> [Aim of the task]
Exactly as they stand, write out all of the entries again.

Supplied material Block Start

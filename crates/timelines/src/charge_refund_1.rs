//! Refunds are children of charges and have no create event of their own.
//!
//! The final step checks that the charge embeds the latest state of its
//! most recent refund.

use eventseq_core::{ensure_eq, RunState, StateDelta, Step, StepError, Timeline};
use eventseq_provider::{Params, StripeClient};
use serde_json::Value;

use crate::helpers::{id_of, test_card, write};

pub fn timeline(stripe: &StripeClient) -> Timeline {
    vec![
        Step::tag("c"),
        write(
            stripe,
            &[
                "customer.created",
                "payment_method.attached",
                "payment_intent.created",
                "charge.succeeded",
                "payment_intent.succeeded",
            ],
            pay,
        ),
        Step::tag("u"),
        write(
            stripe,
            &[
                "charge.refunded",
                "charge.refunded",
                "charge.refund.updated",
                "charge.refund.updated",
                "charge.refund.updated",
            ],
            refund,
        ),
        Step::tag("d"),
        write(stripe, &["charge.updated", "customer.deleted"], finish),
    ]
}

async fn pay(stripe: StripeClient, _state: RunState) -> Result<StateDelta, StepError> {
    let c_1 = id_of(
        &stripe
            .create(
                "customers",
                Params::new()
                    .set("name", "C1.customer_1 Test")
                    .metadata("tid", "c_1"),
            )
            .await?,
    )?;
    let pm_1 = id_of(&stripe.create("payment_methods", test_card("pm_1")).await?)?;
    stripe
        .act(
            "payment_methods",
            &pm_1,
            "attach",
            Params::new().set("customer", &c_1),
        )
        .await?;

    let pi_1 = id_of(
        &stripe
            .create(
                "payment_intents",
                Params::new()
                    .set("amount", 2000)
                    .set("currency", "gbp")
                    .set("customer", &c_1)
                    .set("payment_method_types[0]", "card")
                    .set("payment_method", &pm_1)
                    .metadata("tid", "pi_1"),
            )
            .await?,
    )?;
    stripe
        .act("payment_intents", &pi_1, "confirm", Params::new())
        .await?;

    Ok(StateDelta::new().with("c_1", c_1).with("pi_1", pi_1))
}

async fn refund(stripe: StripeClient, state: RunState) -> Result<StateDelta, StepError> {
    let pi_1 = state.get("pi_1")?;

    // payment intent updates produce no events
    stripe
        .update("payment_intents", pi_1, Params::new().metadata("update", 1))
        .await?;
    let r_1 = stripe
        .create(
            "refunds",
            Params::new()
                .set("payment_intent", pi_1)
                .set("amount", 100)
                .metadata("tid", "r_1"),
        )
        .await?;

    stripe
        .update("payment_intents", pi_1, Params::new().metadata("update", 2))
        .await?;
    let r_2 = id_of(
        &stripe
            .create(
                "refunds",
                Params::new()
                    .set("payment_intent", pi_1)
                    .set("amount", 200)
                    .metadata("tid", "r_2"),
            )
            .await?,
    )?;

    for n in 1..=3 {
        stripe
            .update("refunds", &r_2, Params::new().metadata("update", n))
            .await?;
    }
    stripe
        .update("payment_intents", pi_1, Params::new().metadata("update", 1))
        .await?;

    Ok(StateDelta::new().with("r_1", id_of(&r_1)?).with("r_2", r_2))
}

async fn finish(stripe: StripeClient, state: RunState) -> Result<StateDelta, StepError> {
    let intent = stripe.retrieve("payment_intents", state.get("pi_1")?).await?;
    let charges = intent["charges"]["data"]
        .as_array()
        .ok_or_else(|| StepError::assertion("payment intent has no embedded charges"))?;
    ensure_eq(&charges.len(), &1, "charges on the payment intent")?;

    let charge = &charges[0];
    let latest_refund: &Value = &charge["refunds"]["data"][0];
    ensure_eq(
        &latest_refund["id"].as_str(),
        &Some(state.get("r_2")?),
        "latest refund on the charge",
    )?;
    ensure_eq(
        &latest_refund["metadata"]["update"].as_str(),
        &Some("3"),
        "refund metadata seen through the charge",
    )?;

    stripe
        .update("charges", &id_of(charge)?, Params::new().metadata("update", 1))
        .await?;
    // payment intents, charges and refunds cannot be deleted
    stripe.delete("customers", state.get("c_1")?).await?;
    Ok(StateDelta::new())
}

Supplied material Block End

> [Answer area]
filename crates/timelines/src/charge_refund_1.rs
//! Refunds are children of charges and have no create event of their own.
//!
//! The final step checks that the charge embeds the latest state of its
//! most recent refund.

use eventseq_core::{ensure_eq, RunState, StateDelta, Step, StepError, Timeline};
use eventseq_provider::{Params, StripeClient};
use serde_json::Value;

use crate::helpers::{id_of, test_card, write};

pub fn timeline(stripe: &StripeClient) -> Timeline {
    vec![
        Step::tag("c"),
        write(
            stripe,
            &[
                "customer.created",
                "payment_method.attached",
                "payment_intent.created",
                "charge.succeeded",
                "payment_intent.succeeded",
            ],
            pay,
        ),
        Step::tag("u"),
        write(
            stripe,
            &[
                "charge.refunded",
                "charge.refunded",
                "charge.refund.updated",
                "charge.refund.updated",
                "charge.refund.updated",
            ],
            refund,
        ),
        Step::tag("d"),
        write(stripe, &["charge.updated", "customer.deleted"], finish),
    ]
}

async fn pay(stripe: StripeClient, _state: RunState) -> Result<StateDelta, StepError> {
    let c_1 = id_of(
        &stripe
            .create(
                "customers",
                Params::new()
                    .set("name", "C1.customer_1 Test")
                    .metadata("tid", "c_1"),
            )
            .await?,
    )?;
    let pm_1 = id_of(&stripe.create("payment_methods", test_card("pm_1")).await?)?;
    stripe
        .act(
            "payment_methods",
            &pm_1,
            "attach",
            Params::new().set("customer", &c_1),
        )
        .await?;

    let pi_1 = id_of(
        &stripe
            .create(
                "payment_intents",
                Params::new()
                    .set("amount", 2000)
                    .set("currency", "gbp")
                    .set("customer", &c_1)
                    .set("payment_method_types[0]", "card")
                    .set("payment_method", &pm_1)
                    .metadata("tid", "pi_1"),
            )
            .await?,
    )?;
    stripe
        .act("payment_intents", &pi_1, "confirm", Params::new())
        .await?;

    Ok(StateDelta::new().with("c_1", c_1).with("pi_1", pi_1))
}

async fn refund(stripe: StripeClient, state: RunState) -> Result<StateDelta, StepError> {
    let pi_1 = state.get("pi_1")?;

    // payment intent updates produce no events
    stripe
        .update("payment_intents", pi_1, Params::new().metadata("update", 1))
        .await?;
    let r_1 = stripe
        .create(
            "refunds",
            Params::new()
                .set("payment_intent", pi_1)
                .set("amount", 100)
                .metadata("tid", "r_1"),
        )
        .await?;

    stripe
        .update("payment_intents", pi_1, Params::new().metadata("update", 2))
        .await?;
    let r_2 = id_of(
        &stripe
            .create(
                "refunds",
                Params::new()
                    .set("payment_intent", pi_1)
                    .set("amount", 200)
                    .metadata("tid", "r_2"),
            )
            .await?,
    )?;

    for n in 1..=3 {
        stripe
            .update("refunds", &r_2, Params::new().metadata("update", n))
            .await?;
    }
    stripe
        .update("payment_intents", pi_1, Params::new().metadata("update", 1))
        .await?;

    Ok(StateDelta::new().with("r_1", id_of(&r_1)?).with("r_2", r_2))
}

async fn finish(stripe: StripeClient, state: RunState) -> Result<StateDelta, StepError> {
    let intent = stripe.retrieve("payment_intents", state.get("pi_1")?).await?;
    let charges = intent["charges"]["data"]
        .as_array()
        .ok_or_else(|| StepError::assertion("payment intent has no embedded charges"))?;
    ensure_eq(&charges.len(), &1, "charges on the payment intent")?;

    let charge = &charges[0];
    let latest_refund: &Value = &charge["refunds"]["data"][0];
    ensure_eq(
        &latest_refund["id"].as_str(),
        &Some(state.get("r_2")?),
        "latest refund on the charge",
    )?;
    ensure_eq(
        &latest_refund["metadata"]["update"].as_str(),
        &Some("3"),
        "refund metadata seen through the charge",
    )?;

    stripe
        .update("charges", &id_of(charge)?, Params::new().metadata("update", 1))
        .await?;
    // payment intents, charges and refunds cannot be deleted
    stripe.delete("customers", state.get("c_1")?).await?;
    Ok(StateDelta::new())
}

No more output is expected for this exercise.